[EXERCISE MATERIALS]

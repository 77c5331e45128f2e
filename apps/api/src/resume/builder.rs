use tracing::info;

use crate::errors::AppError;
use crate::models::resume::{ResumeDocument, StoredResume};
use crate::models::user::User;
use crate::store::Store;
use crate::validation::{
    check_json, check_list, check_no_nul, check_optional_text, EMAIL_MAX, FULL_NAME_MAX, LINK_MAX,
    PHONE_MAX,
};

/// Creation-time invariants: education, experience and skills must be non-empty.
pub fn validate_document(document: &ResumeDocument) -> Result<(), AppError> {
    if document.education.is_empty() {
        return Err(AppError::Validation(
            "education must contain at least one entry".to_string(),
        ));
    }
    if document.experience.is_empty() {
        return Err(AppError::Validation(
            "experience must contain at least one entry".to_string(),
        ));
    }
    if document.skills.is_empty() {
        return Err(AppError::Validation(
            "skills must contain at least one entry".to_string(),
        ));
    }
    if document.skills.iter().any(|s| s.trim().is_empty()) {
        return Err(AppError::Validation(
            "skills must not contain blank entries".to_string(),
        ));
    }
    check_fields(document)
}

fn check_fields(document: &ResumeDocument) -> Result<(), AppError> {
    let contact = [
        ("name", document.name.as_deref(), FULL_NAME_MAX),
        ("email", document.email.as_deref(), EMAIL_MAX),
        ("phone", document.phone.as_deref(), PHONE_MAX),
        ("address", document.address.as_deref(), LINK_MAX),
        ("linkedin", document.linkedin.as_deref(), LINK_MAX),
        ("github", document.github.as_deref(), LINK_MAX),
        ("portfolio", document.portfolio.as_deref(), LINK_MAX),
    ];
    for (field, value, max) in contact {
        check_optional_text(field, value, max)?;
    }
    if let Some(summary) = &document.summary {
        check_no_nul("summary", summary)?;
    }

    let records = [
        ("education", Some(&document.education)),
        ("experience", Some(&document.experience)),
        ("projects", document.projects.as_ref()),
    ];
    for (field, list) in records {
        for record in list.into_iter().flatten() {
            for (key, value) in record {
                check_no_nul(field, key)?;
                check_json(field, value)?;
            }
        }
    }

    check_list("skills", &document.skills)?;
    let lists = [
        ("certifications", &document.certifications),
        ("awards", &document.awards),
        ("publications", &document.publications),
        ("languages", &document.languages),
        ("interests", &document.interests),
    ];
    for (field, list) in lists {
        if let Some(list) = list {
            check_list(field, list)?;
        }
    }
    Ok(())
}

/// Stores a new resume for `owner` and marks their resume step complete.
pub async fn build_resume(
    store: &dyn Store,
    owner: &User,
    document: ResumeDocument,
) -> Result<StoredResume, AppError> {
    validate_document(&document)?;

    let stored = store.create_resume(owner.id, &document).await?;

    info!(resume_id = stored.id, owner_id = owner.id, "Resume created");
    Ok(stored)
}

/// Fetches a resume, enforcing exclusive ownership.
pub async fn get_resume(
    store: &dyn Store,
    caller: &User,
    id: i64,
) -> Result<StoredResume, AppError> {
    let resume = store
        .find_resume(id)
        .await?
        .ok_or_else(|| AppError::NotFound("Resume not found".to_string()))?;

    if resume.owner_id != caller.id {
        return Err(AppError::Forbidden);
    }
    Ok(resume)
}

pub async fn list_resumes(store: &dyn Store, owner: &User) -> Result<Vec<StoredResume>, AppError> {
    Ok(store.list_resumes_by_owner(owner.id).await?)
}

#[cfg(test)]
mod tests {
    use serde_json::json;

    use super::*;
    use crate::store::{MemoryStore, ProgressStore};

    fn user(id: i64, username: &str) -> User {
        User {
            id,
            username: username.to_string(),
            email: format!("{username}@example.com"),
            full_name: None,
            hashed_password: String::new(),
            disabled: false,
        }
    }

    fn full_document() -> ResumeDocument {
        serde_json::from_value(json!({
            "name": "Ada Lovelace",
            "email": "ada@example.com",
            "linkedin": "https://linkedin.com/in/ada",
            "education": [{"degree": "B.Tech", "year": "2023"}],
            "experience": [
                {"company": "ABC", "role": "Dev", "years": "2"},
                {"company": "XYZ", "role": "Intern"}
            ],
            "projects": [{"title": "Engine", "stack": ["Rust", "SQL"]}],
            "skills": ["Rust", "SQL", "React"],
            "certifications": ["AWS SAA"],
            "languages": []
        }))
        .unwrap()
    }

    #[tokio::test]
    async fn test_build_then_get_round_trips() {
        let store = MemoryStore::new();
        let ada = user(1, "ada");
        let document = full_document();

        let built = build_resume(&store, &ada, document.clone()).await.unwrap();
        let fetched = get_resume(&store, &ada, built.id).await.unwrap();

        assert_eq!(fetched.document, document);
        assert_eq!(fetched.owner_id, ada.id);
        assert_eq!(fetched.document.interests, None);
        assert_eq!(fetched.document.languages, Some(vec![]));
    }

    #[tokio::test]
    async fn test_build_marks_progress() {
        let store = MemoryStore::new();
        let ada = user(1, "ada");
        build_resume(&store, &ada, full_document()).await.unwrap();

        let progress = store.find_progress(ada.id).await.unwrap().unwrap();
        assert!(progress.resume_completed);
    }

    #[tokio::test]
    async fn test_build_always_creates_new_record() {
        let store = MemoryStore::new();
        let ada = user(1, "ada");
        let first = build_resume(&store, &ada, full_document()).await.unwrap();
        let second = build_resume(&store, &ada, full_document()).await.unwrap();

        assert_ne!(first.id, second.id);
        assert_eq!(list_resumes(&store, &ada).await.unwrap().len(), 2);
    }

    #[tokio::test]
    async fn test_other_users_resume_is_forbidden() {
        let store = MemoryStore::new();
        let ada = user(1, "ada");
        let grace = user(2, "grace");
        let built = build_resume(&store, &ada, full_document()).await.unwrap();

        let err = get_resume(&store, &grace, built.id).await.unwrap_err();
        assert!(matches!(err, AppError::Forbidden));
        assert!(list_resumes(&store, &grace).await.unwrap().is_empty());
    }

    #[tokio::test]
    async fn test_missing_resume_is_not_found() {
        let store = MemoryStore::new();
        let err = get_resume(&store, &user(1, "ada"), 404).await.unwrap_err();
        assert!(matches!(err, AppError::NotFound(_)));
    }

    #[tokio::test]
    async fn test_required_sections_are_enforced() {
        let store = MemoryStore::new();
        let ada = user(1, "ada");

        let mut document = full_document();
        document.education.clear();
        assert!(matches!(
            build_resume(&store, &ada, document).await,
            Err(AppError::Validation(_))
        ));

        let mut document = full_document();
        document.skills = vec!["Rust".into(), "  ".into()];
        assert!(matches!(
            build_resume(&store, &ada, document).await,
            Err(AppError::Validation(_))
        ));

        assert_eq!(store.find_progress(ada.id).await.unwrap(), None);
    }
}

[/EXERCISE MATERIALS]

## WORK ORDER
An exact reproduction of all the entries above is required.

## RESPONSE BOX
repository 77c5331e45128f2e
filename apps/api/src/resume/builder.rs
use tracing::info;

use crate::errors::AppError;
use crate::models::resume::{ResumeDocument, StoredResume};
use crate::models::user::User;
use crate::store::Store;
use crate::validation::{
    check_json, check_list, check_no_nul, check_optional_text, EMAIL_MAX, FULL_NAME_MAX, LINK_MAX,
    PHONE_MAX,
};

/// Creation-time invariants: education, experience and skills must be non-empty.
pub fn validate_document(document: &ResumeDocument) -> Result<(), AppError> {
    if document.education.is_empty() {
        return Err(AppError::Validation(
            "education must contain at least one entry".to_string(),
        ));
    }
    if document.experience.is_empty() {
        return Err(AppError::Validation(
            "experience must contain at least one entry".to_string(),
        ));
    }
    if document.skills.is_empty() {
        return Err(AppError::Validation(
            "skills must contain at least one entry".to_string(),
        ));
    }
    if document.skills.iter().any(|s| s.trim().is_empty()) {
        return Err(AppError::Validation(
            "skills must not contain blank entries".to_string(),
        ));
    }
    check_fields(document)
}

fn check_fields(document: &ResumeDocument) -> Result<(), AppError> {
    let contact = [
        ("name", document.name.as_deref(), FULL_NAME_MAX),
        ("email", document.email.as_deref(), EMAIL_MAX),
        ("phone", document.phone.as_deref(), PHONE_MAX),
        ("address", document.address.as_deref(), LINK_MAX),
        ("linkedin", document.linkedin.as_deref(), LINK_MAX),
        ("github", document.github.as_deref(), LINK_MAX),
        ("portfolio", document.portfolio.as_deref(), LINK_MAX),
    ];
    for (field, value, max) in contact {
        check_optional_text(field, value, max)?;
    }
    if let Some(summary) = &document.summary {
        check_no_nul("summary", summary)?;
    }

    let records = [
        ("education", Some(&document.education)),
        ("experience", Some(&document.experience)),
        ("projects", document.projects.as_ref()),
    ];
    for (field, list) in records {
        for record in list.into_iter().flatten() {
            for (key, value) in record {
                check_no_nul(field, key)?;
                check_json(field, value)?;
            }
        }
    }

    check_list("skills", &document.skills)?;
    let lists = [
        ("certifications", &document.certifications),
        ("awards", &document.awards),
        ("publications", &document.publications),
        ("languages", &document.languages),
        ("interests", &document.interests),
    ];
    for (field, list) in lists {
        if let Some(list) = list {
            check_list(field, list)?;
        }
    }
    Ok(())
}

/// Stores a new resume for `owner` and marks their resume step complete.
pub async fn build_resume(
    store: &dyn Store,
    owner: &User,
    document: ResumeDocument,
) -> Result<StoredResume, AppError> {
    validate_document(&document)?;

    let stored = store.create_resume(owner.id, &document).await?;

    info!(resume_id = stored.id, owner_id = owner.id, "Resume created");
    Ok(stored)
}

/// Fetches a resume, enforcing exclusive ownership.
pub async fn get_resume(
    store: &dyn Store,
    caller: &User,
    id: i64,
) -> Result<StoredResume, AppError> {
    let resume = store
        .find_resume(id)
        .await?
        .ok_or_else(|| AppError::NotFound("Resume not found".to_string()))?;

    if resume.owner_id != caller.id {
        return Err(AppError::Forbidden);
    }
    Ok(resume)
}

pub async fn list_resumes(store: &dyn Store, owner: &User) -> Result<Vec<StoredResume>, AppError> {
    Ok(store.list_resumes_by_owner(owner.id).await?)
}

#[cfg(test)]
mod tests {
    use serde_json::json;

    use super::*;
    use crate::store::{MemoryStore, ProgressStore};

    fn user(id: i64, username: &str) -> User {
        User {
            id,
            username: username.to_string(),
            email: format!("{username}@example.com"),
            full_name: None,
            hashed_password: String::new(),
            disabled: false,
        }
    }

    fn full_document() -> ResumeDocument {
        serde_json::from_value(json!({
            "name": "Ada Lovelace",
            "email": "ada@example.com",
            "linkedin": "https://linkedin.com/in/ada",
            "education": [{"degree": "B.Tech", "year": "2023"}],
            "experience": [
                {"company": "ABC", "role": "Dev", "years": "2"},
                {"company": "XYZ", "role": "Intern"}
            ],
            "projects": [{"title": "Engine", "stack": ["Rust", "SQL"]}],
            "skills": ["Rust", "SQL", "React"],
            "certifications": ["AWS SAA"],
            "languages": []
        }))
        .unwrap()
    }

    #[tokio::test]
    async fn test_build_then_get_round_trips() {
        let store = MemoryStore::new();
        let ada = user(1, "ada");
        let document = full_document();

        let built = build_resume(&store, &ada, document.clone()).await.unwrap();
        let fetched = get_resume(&store, &ada, built.id).await.unwrap();

        assert_eq!(fetched.document, document);
        assert_eq!(fetched.owner_id, ada.id);
        assert_eq!(fetched.document.interests, None);
        assert_eq!(fetched.document.languages, Some(vec![]));
    }

    #[tokio::test]
    async fn test_build_marks_progress() {
        let store = MemoryStore::new();
        let ada = user(1, "ada");
        build_resume(&store, &ada, full_document()).await.unwrap();

        let progress = store.find_progress(ada.id).await.unwrap().unwrap();
        assert!(progress.resume_completed);
    }

    #[tokio::test]
    async fn test_build_always_creates_new_record() {
        let store = MemoryStore::new();
        let ada = user(1, "ada");
        let first = build_resume(&store, &ada, full_document()).await.unwrap();
        let second = build_resume(&store, &ada, full_document()).await.unwrap();

        assert_ne!(first.id, second.id);
        assert_eq!(list_resumes(&store, &ada).await.unwrap().len(), 2);
    }

    #[tokio::test]
    async fn test_other_users_resume_is_forbidden() {
        let store = MemoryStore::new();
        let ada = user(1, "ada");
        let grace = user(2, "grace");
        let built = build_resume(&store, &ada, full_document()).await.unwrap();

        let err = get_resume(&store, &grace, built.id).await.unwrap_err();
        assert!(matches!(err, AppError::Forbidden));
        assert!(list_resumes(&store, &grace).await.unwrap().is_empty());
    }

    #[tokio::test]
    async fn test_missing_resume_is_not_found() {
        let store = MemoryStore::new();
        let err = get_resume(&store, &user(1, "ada"), 404).await.unwrap_err();
        assert!(matches!(err, AppError::NotFound(_)));
    }

    #[tokio::test]
    async fn test_required_sections_are_enforced() {
        let store = MemoryStore::new();
        let ada = user(1, "ada");

        let mut document = full_document();
        document.education.clear();
        assert!(matches!(
            build_resume(&store, &ada, document).await,
            Err(AppError::Validation(_))
        ));

        let mut document = full_document();
        document.skills = vec!["Rust".into(), "  ".into()];
        assert!(matches!(
            build_resume(&store, &ada, document).await,
            Err(AppError::Validation(_))
        ));

        assert_eq!(store.find_progress(ada.id).await.unwrap(), None);
    }
}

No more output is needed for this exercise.